▸ **Raw data**
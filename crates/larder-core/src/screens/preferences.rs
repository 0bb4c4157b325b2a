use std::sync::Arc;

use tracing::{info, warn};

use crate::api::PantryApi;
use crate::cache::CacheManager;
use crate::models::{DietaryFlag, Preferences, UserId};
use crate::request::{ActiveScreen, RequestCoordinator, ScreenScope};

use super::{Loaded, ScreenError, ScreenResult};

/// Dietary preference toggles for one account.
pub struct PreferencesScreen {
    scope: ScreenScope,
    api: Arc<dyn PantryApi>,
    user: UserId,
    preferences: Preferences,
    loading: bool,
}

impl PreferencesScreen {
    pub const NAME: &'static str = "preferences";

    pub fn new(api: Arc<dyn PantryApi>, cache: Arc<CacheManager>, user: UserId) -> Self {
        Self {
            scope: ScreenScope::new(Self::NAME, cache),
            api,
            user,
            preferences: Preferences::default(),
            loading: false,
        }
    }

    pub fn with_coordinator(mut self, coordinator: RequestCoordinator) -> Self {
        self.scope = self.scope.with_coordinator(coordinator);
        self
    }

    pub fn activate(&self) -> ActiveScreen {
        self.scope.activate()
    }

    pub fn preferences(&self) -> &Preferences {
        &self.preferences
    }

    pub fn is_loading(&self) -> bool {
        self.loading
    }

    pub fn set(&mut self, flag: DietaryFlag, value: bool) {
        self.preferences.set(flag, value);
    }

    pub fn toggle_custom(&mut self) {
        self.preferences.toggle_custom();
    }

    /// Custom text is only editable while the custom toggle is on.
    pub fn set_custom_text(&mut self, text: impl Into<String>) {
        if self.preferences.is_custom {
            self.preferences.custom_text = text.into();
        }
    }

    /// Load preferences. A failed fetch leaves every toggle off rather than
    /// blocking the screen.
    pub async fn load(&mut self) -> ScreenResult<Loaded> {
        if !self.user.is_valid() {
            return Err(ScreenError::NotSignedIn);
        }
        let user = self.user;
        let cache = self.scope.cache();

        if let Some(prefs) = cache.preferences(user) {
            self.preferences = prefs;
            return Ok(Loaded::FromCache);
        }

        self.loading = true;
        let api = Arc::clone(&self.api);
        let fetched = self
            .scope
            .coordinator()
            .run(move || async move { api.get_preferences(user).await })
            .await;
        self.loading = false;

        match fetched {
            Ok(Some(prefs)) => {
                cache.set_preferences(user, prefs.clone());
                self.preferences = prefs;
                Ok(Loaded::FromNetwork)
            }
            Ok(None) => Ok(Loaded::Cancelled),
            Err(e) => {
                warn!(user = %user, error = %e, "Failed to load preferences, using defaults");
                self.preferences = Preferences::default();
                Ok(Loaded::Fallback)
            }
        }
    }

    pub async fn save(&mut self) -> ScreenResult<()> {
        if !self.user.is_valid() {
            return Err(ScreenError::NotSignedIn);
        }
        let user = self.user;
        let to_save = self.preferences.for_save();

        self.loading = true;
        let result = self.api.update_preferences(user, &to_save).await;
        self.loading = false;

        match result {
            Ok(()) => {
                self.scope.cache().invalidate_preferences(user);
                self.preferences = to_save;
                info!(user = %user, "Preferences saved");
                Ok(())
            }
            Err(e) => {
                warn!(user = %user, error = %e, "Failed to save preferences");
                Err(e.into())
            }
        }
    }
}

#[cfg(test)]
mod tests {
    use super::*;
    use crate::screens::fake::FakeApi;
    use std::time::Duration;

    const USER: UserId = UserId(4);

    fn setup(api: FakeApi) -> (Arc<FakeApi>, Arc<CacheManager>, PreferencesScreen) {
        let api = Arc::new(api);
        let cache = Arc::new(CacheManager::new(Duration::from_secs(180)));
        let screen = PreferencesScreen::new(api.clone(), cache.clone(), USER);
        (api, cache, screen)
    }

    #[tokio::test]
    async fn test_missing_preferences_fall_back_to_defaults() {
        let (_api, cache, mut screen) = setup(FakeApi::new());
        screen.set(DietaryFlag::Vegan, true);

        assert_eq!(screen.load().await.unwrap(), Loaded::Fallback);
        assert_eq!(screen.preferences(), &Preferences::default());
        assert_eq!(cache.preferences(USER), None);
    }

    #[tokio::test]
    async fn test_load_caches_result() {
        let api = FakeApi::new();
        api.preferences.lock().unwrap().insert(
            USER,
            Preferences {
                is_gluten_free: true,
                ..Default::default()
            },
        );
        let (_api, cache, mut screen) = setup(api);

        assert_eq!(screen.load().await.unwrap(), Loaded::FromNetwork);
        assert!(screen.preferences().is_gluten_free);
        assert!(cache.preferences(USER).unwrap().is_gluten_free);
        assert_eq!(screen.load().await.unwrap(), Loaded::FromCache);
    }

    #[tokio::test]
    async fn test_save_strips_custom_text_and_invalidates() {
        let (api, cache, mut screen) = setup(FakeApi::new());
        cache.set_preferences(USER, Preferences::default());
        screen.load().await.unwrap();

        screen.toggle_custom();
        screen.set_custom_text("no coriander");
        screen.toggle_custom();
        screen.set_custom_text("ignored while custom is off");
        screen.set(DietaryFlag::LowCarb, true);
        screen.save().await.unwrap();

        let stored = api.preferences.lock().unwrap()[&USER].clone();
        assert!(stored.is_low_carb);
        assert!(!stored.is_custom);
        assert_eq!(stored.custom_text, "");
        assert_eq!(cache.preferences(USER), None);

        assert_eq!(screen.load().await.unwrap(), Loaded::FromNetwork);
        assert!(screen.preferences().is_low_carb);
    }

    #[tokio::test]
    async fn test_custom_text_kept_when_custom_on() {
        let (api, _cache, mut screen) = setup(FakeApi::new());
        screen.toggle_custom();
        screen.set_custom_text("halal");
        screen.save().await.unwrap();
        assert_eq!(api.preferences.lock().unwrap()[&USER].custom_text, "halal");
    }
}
--
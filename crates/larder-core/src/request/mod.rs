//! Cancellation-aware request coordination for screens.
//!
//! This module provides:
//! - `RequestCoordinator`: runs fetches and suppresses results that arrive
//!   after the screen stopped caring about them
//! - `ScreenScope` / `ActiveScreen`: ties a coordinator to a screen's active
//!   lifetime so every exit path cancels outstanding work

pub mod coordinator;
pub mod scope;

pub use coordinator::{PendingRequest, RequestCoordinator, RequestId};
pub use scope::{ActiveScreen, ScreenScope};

▸ **To do**
Print exactly the lines above, between the one holding "async fn test_missing_preferences_fall_back_to_defaults()" and the one holding "let (api, cache, mut", inclusive, and nothing besides.

▸ **Task result**
    async fn test_missing_preferences_fall_back_to_defaults() {
        let (_api, cache, mut screen) = setup(FakeApi::new());
        screen.set(DietaryFlag::Vegan, true);

        assert_eq!(screen.load().await.unwrap(), Loaded::Fallback);
        assert_eq!(screen.preferences(), &Preferences::default());
        assert_eq!(cache.preferences(USER), None);
    }

    #[tokio::test]
    async fn test_load_caches_result() {
        let api = FakeApi::new();
        api.preferences.lock().unwrap().insert(
            USER,
            Preferences {
                is_gluten_free: true,
                ..Default::default()
            },
        );
        let (_api, cache, mut screen) = setup(api);

        assert_eq!(screen.load().await.unwrap(), Loaded::FromNetwork);
        assert!(screen.preferences().is_gluten_free);
        assert!(cache.preferences(USER).unwrap().is_gluten_free);
        assert_eq!(screen.load().await.unwrap(), Loaded::FromCache);
    }

    #[tokio::test]
    async fn test_save_strips_custom_text_and_invalidates() {
        let (api, cache, mut screen) = setup(FakeApi::new());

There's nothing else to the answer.